In spring 2025, we opened the shop!
All hell broke loose. Suddenly I didn’t have to be a bookstore anymore, but…I had forgotten how to be a person. I met 1500 new people in three months and the freeze started cracking off me, like icebergs calving off a glacier.
It hurt like hell.
I called Daniel and I said “this relationship is over; it’s been over for a while, and I’m calling it.” I knew all the thawing and melting was going to change me. I didn’t know what direction I would melt in but it wasn’t going to be Florida. I got on the dating apps to find people to go places and do things with, to practice being a human, and I officially apologize for the extreme weirdness of my behavior on those early dates.
I was absolutely incoherent. I had not been a person for seven years. I had been a bookstore. I was awkward and nervous and it didn’t help that I gave four interviews in four weeks while getting started on the dating apps; Cleveland Magazine dropped the store address and hours into the feed of every book nerd in Cleveland at once, which was great from a publicity standpoint, but it’s the opposite of protecting my identity while meeting up with strangers from the Internet.
I started eating things other than chicken tenders. I went to restaurants and bars. I had to talk to waitresses. I had to figure out how to talk/care about things other than the bookstore. (This has not actually happened.)
A couple of the people I went out with suggested that it might be nice if I were willing to be emotionally vulnerable as well. I rejected this suggestion out of hand.
I have been coming around. Slowly.
Being emotionally vulnerable is very painful. Bookstores do not have feelings. They might have a mission statement or a social media presence but they do not have feelings. Having feelings is extremely inconvenient.

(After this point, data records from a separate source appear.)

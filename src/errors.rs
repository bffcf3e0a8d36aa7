use axum::http::StatusCode;
use axum::response::{IntoResponse, Response};
use axum::Json;
use serde::Serialize;
use thiserror::Error;

use crate::external::forecast_provider::ForecastProviderError;
use crate::external::price_provider::PriceProviderError;

/// Message returned for every internal failure; details stay in the logs.
pub const INTERNAL_ERROR_MESSAGE: &str = "An internal error occurred while generating the forecast";

#[derive(Debug, Error)]
pub enum AppError {
    #[error("{0}")]
    Validation(String),
    #[error("Invalid ticker symbol: {0} or no data found. Please try a known ticker.")]
    TickerNotFound(String),
    #[error("No data found for ticker '{0}'. Please check the symbol.")]
    NoData(String),
    #[error("Internal error: {0}")]
    Internal(String),
}

#[derive(Debug, Serialize)]
struct ErrorBody {
    error: String,
}

impl AppError {
    pub fn status(&self) -> StatusCode {
        match self {
            AppError::Validation(_) => StatusCode::BAD_REQUEST,
            AppError::TickerNotFound(_) | AppError::NoData(_) => StatusCode::NOT_FOUND,
            AppError::Internal(_) => StatusCode::INTERNAL_SERVER_ERROR,
        }
    }

    /// Message safe to show to the caller
    pub fn public_message(&self) -> String {
        match self {
            AppError::Internal(_) => INTERNAL_ERROR_MESSAGE.to_string(),
            other => other.to_string(),
        }
    }
}

impl IntoResponse for AppError {
    fn into_response(self) -> Response {
        let body = ErrorBody {
            error: self.public_message(),
        };
        (self.status(), Json(body)).into_response()
    }
}

impl From<PriceProviderError> for AppError {
    fn from(value: PriceProviderError) -> Self {
        match value {
            PriceProviderError::NoData(ticker) => AppError::NoData(ticker),
            other => AppError::Internal(other.to_string()),
        }
    }
}

impl From<ForecastProviderError> for AppError {
    fn from(value: ForecastProviderError) -> Self {
        AppError::Internal(value.to_string())
    }
}
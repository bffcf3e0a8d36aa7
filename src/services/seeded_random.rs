//! Deterministic pseudo-random source keyed by a string seed and a salt.
//!
//! The same `(seed, salt)` pair always yields the same value, on every
//! platform and in every process. All callers use the ticker symbol as the
//! seed and pick a salt from their own family (see the `*_SALT` constants)
//! so that two components drawing at the same loop index never collide.

const INITIAL_STATE: u32 = 1_779_033_703;
const ROUND_MULTIPLIER: u32 = 3_432_918_353;
const FINAL_MULTIPLIER_A: u32 = 2_246_822_507;
const FINAL_MULTIPLIER_B: u32 = 3_266_489_909;
const NORMALIZER: f64 = 4_294_967_296.0; // 2^32

/// Salt for the seed price of the historical walk.
pub const SEED_PRICE_SALT: u32 = 1;
/// Salt family for daily changes of the historical walk.
pub const HISTORY_SALT: u32 = 100;
/// Salt family shared by the hindcast and the backtest.
pub const HINDCAST_SALT: u32 = 2000;
/// Salt family for the future forecast walk.
pub const FUTURE_SALT: u32 = 3000;
/// Salt used by the seeded ticker policy.
pub const TICKER_POLICY_SALT: u32 = 9000;

/// Raw 32-bit hash of `(seed, salt)`.
///
/// The seed is consumed as UTF-16 code units so that non-ASCII symbols hash
/// to the same value as in browser clients of this API.
pub fn seeded_hash(seed: &str, salt: u32) -> u32 {
    let length = seed.encode_utf16().count() as u32;

    let mut h = INITIAL_STATE ^ length.wrapping_add(salt);
    for unit in seed.encode_utf16() {
        h ^= u32::from(unit);
        h = h.wrapping_mul(ROUND_MULTIPLIER);
        h = h.rotate_left(13);
    }

    h = (h ^ (h >> 16)).wrapping_mul(FINAL_MULTIPLIER_A);
    h = (h ^ (h >> 13)).wrapping_mul(FINAL_MULTIPLIER_B);
    h ^ (h >> 16)
}

/// Uniform-looking float in `[0, 1)` derived from `(seed, salt)`.
pub fn seeded_random(seed: &str, salt: u32) -> f64 {
    f64::from(seeded_hash(seed, salt)) / NORMALIZER
}

/// Rounds to two decimals, half away from zero, on the exact binary value.
///
/// `format!` already rounds the exact value correctly except at true ties,
/// which for two decimals only happen on multiples of 1/8. Those are handled
/// separately since `x * 100` is exact for them.
pub fn round2(value: f64) -> f64 {
    if !value.is_finite() {
        return value;
    }

    let scaled = value * 100.0;
    if (value * 8.0).fract() == 0.0 {
        return scaled.round() / 100.0;
    }

    format!("{:.2}", value)
        .parse::<f64>()
        .unwrap_or_else(|_| scaled.round() / 100.0)
}

#[cfg(test)]
mod tests {
    use super::*;

    #[test]
    fn test_golden_vector_aapl() {
        assert_eq!(seeded_hash("AAPL", 1), 76_104_692);
        assert_eq!(seeded_random("AAPL", 1), 0.017719504423439503);
        assert_eq!(seeded_hash("AAPL", 0), 1_331_042_148);
    }

    #[test]
    fn test_empty_seed_still_hashes() {
        assert_eq!(seeded_hash("", 0), 167_010_153);
    }

    #[test]
    fn test_same_inputs_same_output() {
        for salt in [0, 1, 100, 2000, 3001, u32::MAX] {
            assert_eq!(seeded_random("MSFT", salt), seeded_random("MSFT", salt));
        }
    }

    #[test]
    fn test_seed_is_case_sensitive() {
        assert_ne!(seeded_hash("aapl", 1), seeded_hash("AAPL", 1));
    }

    #[test]
    fn test_salt_changes_output() {
        assert_ne!(seeded_hash("TSLA", 100), seeded_hash("TSLA", 101));
    }

    #[test]
    fn test_output_in_unit_interval() {
        for seed in ["AAPL", "GOOGL", "RELIANCE.NS", "", "é€", "a-very-long-ticker-string"] {
            for salt in 0..500 {
                let v = seeded_random(seed, salt);
                assert!((0.0..1.0).contains(&v), "{} / {} -> {}", seed, salt, v);
            }
        }
    }

    #[test]
    fn test_non_ascii_seed_is_stable() {
        assert_eq!(seeded_random("é€", 1), 0.7097705723717809);
    }

    #[test]
    fn test_round2_matches_decimal_rounding() {
        assert_eq!(round2(55.315851), 55.32);
        assert_eq!(round2(1.005), 1.0); // 1.005 is stored slightly below the tie
        assert_eq!(round2(0.125), 0.13);
        assert_eq!(round2(2.375), 2.38);
        assert_eq!(round2(-0.125), -0.13);
        assert_eq!(round2(100.0), 100.0);
    }
}
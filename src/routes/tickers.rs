use axum::{Json, Router};
use axum::routing::get;
use tracing::info;

use crate::models::{popular_tickers, KnownTicker};
use crate::state::AppState;

pub fn router() -> Router<AppState> {
    Router::new().route("/", get(list_tickers))
}

/// GET /api/tickers
///
/// Popular symbols offered as search suggestions.
pub async fn list_tickers() -> Json<Vec<KnownTicker>> {
    info!("GET /api/tickers - Listing popular tickers");
    Json(popular_tickers())
}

To add insult to injury, a couple of the people I went out with then suggested that it might be enjoyable to hold hands, or do other related private activities. I realized I hadn’t touched another human in…other than that annual trip to Florida it had been years. I freaked out. I wanted to bail on the whole project.
I called my librarian friend, who we’ll call Tyra Banks, and she said, “For God’s sake, Quinn. We’re rooting for you. We’re all rooting for you. You want to be a human and not a bookstore. If it’s too scary then you don’t have to, but you have been like one of those bog bodies preserved in the peat; like that prehistoric hiker encased in a glacier. It’s been seven years since you’ve been a human and you’re trying so hard to be human again; just DO IT and stop being afraid.”
I invited one of those potential hand-holding people to my house. That person is allergic to dogs, and I wanted to be considerate so I stripped the beds and swept the floors and I threw all the linens and towels down the basement stairs. I decided to mop the floors, but my mop was busted, so I went down to the basement to get a new one. As I stepped onto the pile of towels on the basement stairs, I realized it was….wet. It was wet and…hot? The blankets were steaming there on the stairs and I couldn’t figure out why.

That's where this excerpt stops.